If we’re on a spiritual path and find ourselves challenged by something, for instance, personal idiosyncrasies that we need to change, we cannot simply dump this on our partner. There are times we need help to free ourselves of our blind spots.

We’ll need input from someone with vision and a vantage point higher than our own. Cultivating relationships with others who can provide that for us, developing a congregation, a sangha, a spiritual community that can offer that degree of clear vision will support us to go much farther and will make our own process of transformation and change one that is inspiring to our spouses. Working out this process with your partner alone puts enormous pressure on that relationship, which is simultaneously your sexual relationship, and often your financial relationship, and a source of love, affection, camaraderie, daily support, and companionship. That’s a lot to impose on and expect from a single friendship. We want to extend our network so that we have other  committed relationships with peers who share a spiritual path.
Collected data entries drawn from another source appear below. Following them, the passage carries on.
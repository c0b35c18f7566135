use std::fmt;
use std::str::FromStr;

use serde::{Deserialize, Serialize};

use crate::errors::MarketDataError;

/// Chart timeframe requested by callers.
#[derive(Debug, Clone, Copy, PartialEq, Eq, Hash, Default, Serialize, Deserialize)]
#[serde(try_from = "String", into = "String")]
pub enum Timeframe {
    OneMinute,
    TwoMinutes,
    #[default]
    FiveMinutes,
    FifteenMinutes,
    ThirtyMinutes,
    NinetyMinutes,
    OneHour,
    FourHours,
    OneDay,
    OneWeek,
    OneMonth,
    ThreeMonths,
    SixMonths,
    OneYear,
    TwoYears,
    FiveYears,
    TenYears,
    YearToDate,
    Max,
}

/// Broker history request parameters for a timeframe.
#[derive(Debug, Clone, Copy, PartialEq, Eq)]
pub struct BarSpec {
    pub duration: &'static str,
    pub bar_size: &'static str,
}

/// Shape of a synthesized placeholder series.
#[derive(Debug, Clone, Copy, PartialEq)]
pub struct SyntheticProfile {
    pub count: usize,
    pub interval_minutes: i64,
    pub lookback_hours: i64,
    pub volatility: f64,
}

impl Timeframe {
    pub const ALL: [Timeframe; 19] = [
        Timeframe::OneMinute,
        Timeframe::TwoMinutes,
        Timeframe::FiveMinutes,
        Timeframe::FifteenMinutes,
        Timeframe::ThirtyMinutes,
        Timeframe::NinetyMinutes,
        Timeframe::OneHour,
        Timeframe::FourHours,
        Timeframe::OneDay,
        Timeframe::OneWeek,
        Timeframe::OneMonth,
        Timeframe::ThreeMonths,
        Timeframe::SixMonths,
        Timeframe::OneYear,
        Timeframe::TwoYears,
        Timeframe::FiveYears,
        Timeframe::TenYears,
        Timeframe::YearToDate,
        Timeframe::Max,
    ];

    pub fn as_str(&self) -> &'static str {
        match self {
            Timeframe::OneMinute => "1m",
            Timeframe::TwoMinutes => "2m",
            Timeframe::FiveMinutes => "5m",
            Timeframe::FifteenMinutes => "15m",
            Timeframe::ThirtyMinutes => "30m",
            Timeframe::NinetyMinutes => "90m",
            Timeframe::OneHour => "1h",
            Timeframe::FourHours => "4h",
            Timeframe::OneDay => "24h",
            Timeframe::OneWeek => "1week",
            Timeframe::OneMonth => "1month",
            Timeframe::ThreeMonths => "3month",
            Timeframe::SixMonths => "6month",
            Timeframe::OneYear => "1year",
            Timeframe::TwoYears => "2year",
            Timeframe::FiveYears => "5year",
            Timeframe::TenYears => "10year",
            Timeframe::YearToDate => "ytd",
            Timeframe::Max => "max",
        }
    }

    /// Broker `(duration, bar size)` pair.
    pub fn bar_spec(&self) -> BarSpec {
        let (duration, bar_size) = match self {
            Timeframe::OneMinute => ("2 D", "1 min"),
            Timeframe::TwoMinutes => ("2 D", "2 mins"),
            Timeframe::FiveMinutes => ("2 D", "5 mins"),
            Timeframe::FifteenMinutes => ("2 D", "15 mins"),
            Timeframe::ThirtyMinutes => ("2 D", "30 mins"),
            // The gateway has no 90 minute bar
            Timeframe::NinetyMinutes => ("2 D", "1 hour"),
            Timeframe::OneHour => ("2 D", "1 hour"),
            Timeframe::FourHours => ("1 W", "4 hours"),
            Timeframe::OneDay => ("2 D", "1 hour"),
            Timeframe::OneWeek => ("1 W", "1 day"),
            Timeframe::OneMonth => ("1 M", "1 day"),
            Timeframe::ThreeMonths => ("3 M", "1 day"),
            Timeframe::SixMonths => ("6 M", "1 day"),
            Timeframe::OneYear | Timeframe::YearToDate => ("1 Y", "1 day"),
            Timeframe::TwoYears => ("2 Y", "1 day"),
            Timeframe::FiveYears => ("5 Y", "1 day"),
            Timeframe::TenYears | Timeframe::Max => ("10 Y", "1 day"),
        };
        BarSpec { duration, bar_size }
    }

    pub fn synthetic_profile(&self) -> SyntheticProfile {
        let (count, interval_minutes, lookback_hours, volatility) = match self {
            Timeframe::OneMinute => (60, 1, 1, 0.003),
            Timeframe::TwoMinutes => (60, 2, 1, 0.004),
            Timeframe::FiveMinutes => (60, 5, 5, 0.008),
            Timeframe::FifteenMinutes => (60, 15, 5, 0.01),
            Timeframe::ThirtyMinutes => (60, 30, 5, 0.012),
            Timeframe::NinetyMinutes => (60, 90, 5, 0.015),
            Timeframe::OneHour => (24, 60, 24, 0.02),
            Timeframe::FourHours => (42, 240, 168, 0.03),
            Timeframe::OneDay => (30, 1440, 720, 0.05),
            Timeframe::OneWeek => (52, 10080, 8736, 0.06),
            Timeframe::OneMonth => (30, 43200, 21600, 0.08),
            Timeframe::ThreeMonths => (20, 129600, 51840, 0.1),
            Timeframe::SixMonths => (60, 43200, 43200, 0.12),
            Timeframe::OneYear | Timeframe::YearToDate => (252, 1440, 8760, 0.15),
            Timeframe::TwoYears => (504, 1440, 17520, 0.18),
            Timeframe::FiveYears => (1260, 1440, 43800, 0.2),
            Timeframe::TenYears => (2520, 1440, 87600, 0.25),
            Timeframe::Max => (5000, 1440, 438000, 0.3),
        };
        SyntheticProfile {
            count,
            interval_minutes,
            lookback_hours,
            volatility,
        }
    }
}

impl fmt::Display for Timeframe {
    fn fmt(&self, f: &mut fmt::Formatter<'_>) -> fmt::Result {
        f.write_str(self.as_str())
    }
}

impl FromStr for Timeframe {
    type Err = MarketDataError;

    fn from_str(s: &str) -> Result<Self, Self::Err> {
        let wanted = s.trim();
        Timeframe::ALL
            .iter()
            .copied()
            .find(|tf| tf.as_str().eq_ignore_ascii_case(wanted))
            .ok_or_else(|| MarketDataError::InvalidTimeframe(s.to_string()))
    }
}

impl TryFrom<String> for Timeframe {
    type Error = MarketDataError;

    fn try_from(value: String) -> Result<Self, Self::Error> {
        value.parse()
    }
}

impl From<Timeframe> for String {
    fn from(value: Timeframe) -> Self {
        value.as_str().to_string()
    }
}
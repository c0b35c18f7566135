/// Classification for the failover decision.
///
/// Every provider failure moves the chain to the next provider; the class only
/// decides whether the failing provider is also put on cooldown.
///
/// | Class | Try Next Provider? | Lock the provider? |
/// |-------|-------------------|--------------------|
/// | `NextProvider` | Yes | No |
/// | `FailoverWithLockout` | Yes | Yes, for the provider's cooldown |
#[derive(Clone, Copy, Debug, Eq, PartialEq)]
pub enum RetryClass {
    /// Try the next provider; this one stays eligible for the next request.
    ///
    /// Used for outages, malformed payloads and empty results. The provider
    /// may well answer the next symbol.
    NextProvider,

    /// Try the next provider and lock this one out.
    ///
    /// Used when the provider told us to stop calling it (HTTP 429, quota
    /// message in the body). Calling again before the cooldown only burns
    /// quota or extends the ban.
    FailoverWithLockout,
}

/// Failure taxonomy reported in logs and diagnostics.
#[derive(Clone, Copy, Debug, Eq, PartialEq, Hash, serde::Serialize)]
#[serde(rename_all = "SCREAMING_SNAKE_CASE")]
pub enum FailureKind {
    NotConfigured,
    QuotaExhausted,
    RateLimited,
    Unreachable,
    MalformedResponse,
    NoData,
}

impl std::fmt::Display for FailureKind {
    fn fmt(&self, f: &mut std::fmt::Formatter<'_>) -> std::fmt::Result {
        let label = match self {
            FailureKind::NotConfigured => "not configured",
            FailureKind::QuotaExhausted => "quota exhausted",
            FailureKind::RateLimited => "rate limited",
            FailureKind::Unreachable => "unreachable",
            FailureKind::MalformedResponse => "malformed response",
            FailureKind::NoData => "no data",
        };
        f.write_str(label)
    }
}
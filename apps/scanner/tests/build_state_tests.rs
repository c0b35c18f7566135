//! Wiring tests for the scanner service: chain assembly and scan passes.

mod common;

use std::time::Duration;

use common::*;
use daytrader_core::scanner::{ScanCriteria, ScanDelay};
use daytrader_market_data::ConnectionState;
use daytrader_scanner::build_state;
use daytrader_scanner::scheduler::run_scan_pass;

// =============================================================================
// Chain assembly
// =============================================================================

#[test]
fn test_keyless_providers_stay_out_of_chain() {
    let state = build_state(&config(&[]), None).unwrap();

    assert!(state.fetcher.provider_ids().is_empty());
    assert!(state.supervisor.is_none());
    assert!(state.order_desk.is_none());
    assert_eq!(state.active_symbols().len(), 10);
}

#[test]
fn test_rest_tiers_follow_configured_order() {
    let config = config(&[
        ("DT_SERPAPI_KEY", "serp"),
        ("DT_MASSIVE_KEY", "massive"),
        ("DT_PROVIDER_ORDER", "massive,alphavantage,serpapi"),
    ]);
    let state = build_state(&config, None).unwrap();

    assert_eq!(state.fetcher.provider_ids(), vec!["MASSIVE", "SERPAPI"]);

    let status = state.fetcher.status();
    assert_eq!(status[0].limit, 5);
    assert_eq!(status[1].limit, 250);
    assert!(status.iter().all(|s| s.used == 0 && s.locked_until.is_none()));
}

#[test]
fn test_broker_host_without_gateway_runs_rest_only() {
    let config = config(&[("DT_BROKER_HOST", "127.0.0.1"), ("DT_SERPAPI_KEY", "serp")]);
    let state = build_state(&config, None).unwrap();

    assert_eq!(state.fetcher.provider_ids(), vec!["SERPAPI"]);
    assert!(state.supervisor.is_none());
}

#[test]
fn test_supplied_gateway_becomes_primary() {
    let config = config(&[
        ("DT_BROKER_HOST", "127.0.0.1"),
        ("DT_BROKER_CLIENT_ID", "7"),
        ("DT_ALPHAVANTAGE_KEY", "av"),
    ]);
    let state = build_state(&config, Some(Box::new(RefusingGateway))).unwrap();

    assert_eq!(state.fetcher.provider_ids(), vec!["BROKERAGE", "ALPHA_VANTAGE"]);
    let supervisor = state.supervisor.as_ref().unwrap();
    assert_eq!(supervisor.client_id(), 7);
    assert_eq!(supervisor.state(), ConnectionState::Disconnected);
    assert!(state.order_desk.is_some());
}

#[test]
fn test_gateway_without_broker_host_is_rejected() {
    assert!(build_state(&config(&[]), Some(Box::new(RefusingGateway))).is_err());
}

// =============================================================================
// Scan passes
// =============================================================================

#[test]
fn test_empty_chain_widens_delay_per_symbol() {
    let config = config(&[("DT_SEED_SYMBOLS", "GME,AMC,NIO")]);
    let state = build_state(&config, None).unwrap();
    let mut delay = ScanDelay::new(config.scan_interval);

    let report = run_scan_pass(&state, &ScanCriteria::default(), &mut delay);

    assert_eq!(report.scanned, 3);
    assert_eq!(report.unavailable, vec!["GME", "AMC", "NIO"]);
    assert!(report.hits.is_empty());
    assert_eq!(delay.current(), Duration::from_secs(15));

    run_scan_pass(&state, &ScanCriteria::default(), &mut delay);
    assert_eq!(delay.current(), Duration::from_secs(18));
}

#[test]
fn test_refused_brokerage_marks_symbols_unavailable() {
    let config = config(&[("DT_BROKER_HOST", "127.0.0.1"), ("DT_SEED_SYMBOLS", "GME")]);
    let state = build_state(&config, Some(Box::new(RefusingGateway))).unwrap();
    let mut delay = ScanDelay::new(Duration::from_secs(58));

    let report = run_scan_pass(&state, &ScanCriteria::default(), &mut delay);

    assert_eq!(report.unavailable, vec!["GME"]);
    assert_eq!(delay.current(), Duration::from_secs(59));
    let status = state.fetcher.status();
    assert_eq!(status[0].provider_id, "BROKERAGE");
    assert!(status[0].locked_until.is_none());
}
We can work with other friends in a deep way and then share these insights in our relationship, enriching it with unexpected growth. If you don’t live in a spiritual community or have close spiritual friends with whom you feel sufficiently connected, then you’re going to have to tread lightly with this one. You’re going to have to think about ways to bring in respect and establish boundaries that protect your mutual development. Simultaneously, you might want to start looking for ways to extend your network while your partner does the same thing. Doing so will allow your marriage to become unexpectedly warm and fulfilling.